Adaptation can deliver high rates of return, bringing multiple benefits to people and the economy
To avoid the worst consequences of global warming, report after report has stressed the importance of cutting emissions. But with unusually intense weather events wreaking havoc all over the world — from Hurricane Dorian in the Bahamas to heat waves in Europe — new findings suggest that the world needs to devote an equally urgent effort to adapt to the changes that are already on the horizon. Read the Grist article here
The 81-page report, released Tuesday by the Global Commission on Adaptation, argues that big investments in adaptation measures will not only avert environmental catastrophe but also reap significant returns: Researchers found an investment of $1.8 trillion from 2020 to 2030 could generate $7.1 trillion in total net benefits.
The five areas identified as priorities for adaptation are
- early warning systems,
- climate-resilient infrastructure,
- improved dryland agriculture,
- mangrove protection, and
- investments in making water resources more resilient.

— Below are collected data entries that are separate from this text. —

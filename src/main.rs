use std::fs;
use std::path::PathBuf;
use std::process;
use clap::Parser;
use log::{error, info, LevelFilter};
use fountain_lines::{Conf, FountainError, FountainParser, FountainResult, ParseOutput};

/// 按行分类 Fountain 剧本并打印结果
#[derive(Parser, Debug)]
#[command(name = "fountain-lines", version, about)]
struct Args {
    /// 要解析的 .fountain 文件
    #[arg(value_name = "FILE")]
    file: PathBuf,

    /// 批量模式：整篇解析后再做第二遍修正
    #[arg(short, long)]
    batch: bool,

    /// 以 JSON 输出完整结果
    #[arg(short, long)]
    json: bool,

    /// JSON 配置文件
    #[arg(short, long, value_name = "CONFIG")]
    config: Option<PathBuf>,

    /// 输出调试日志
    #[arg(short, long)]
    verbose: bool,
}

fn main() {
    let args = Args::parse();

    env_logger::Builder::from_default_env()
        .filter_level(if args.verbose { LevelFilter::Debug } else { LevelFilter::Warn })
        .init();

    if let Err(e) = run(&args) {
        error!("{}", e);
        eprintln!("解析失败: {}", e);
        process::exit(1);
    }
}

fn run(args: &Args) -> FountainResult<()> {
    let config = match &args.config {
        Some(path) => Conf::load(path)?,
        None => Conf::default(),
    };

    let content = fs::read_to_string(&args.file).map_err(|e| FountainError::Io {
        path: args.file.display().to_string(),
        source: e,
    })?;

    let mut parser = FountainParser::new(config);
    let result = if args.batch {
        parser.parse_document(&content)
    } else {
        parser.parse(&content)
    };
    info!("解析完成: {}行, 用时{}ms", result.lines.len(), result.parse_time);

    if args.json {
        println!("{}", serde_json::to_string_pretty(&result)?);
    } else {
        print_lines(&result);
    }
    Ok(())
}

fn print_lines(result: &ParseOutput) {
    for (index, line) in result.lines.iter().enumerate() {
        println!("{:>5}  {:<32} {}", index + 1, line.type_as_string(), line.raw_text);
    }
    if result.unclosed_omission {
        println!("警告: 文档结束时省略块没有关闭");
    }
}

This represents only a portion of the total investments needed and total benefits available.
Mangrove protection may come as a surprise as a priority action for adaption to those who which to remove them from our harbours. But mangrove forests prevent more than $80 billion per year in losses from coastal flooding and protect 18 million people. They also contribute just over $40 billion annually to sustain local fisheries. (Incidentally, mangrove forests are also an incredible natural carbon sink.)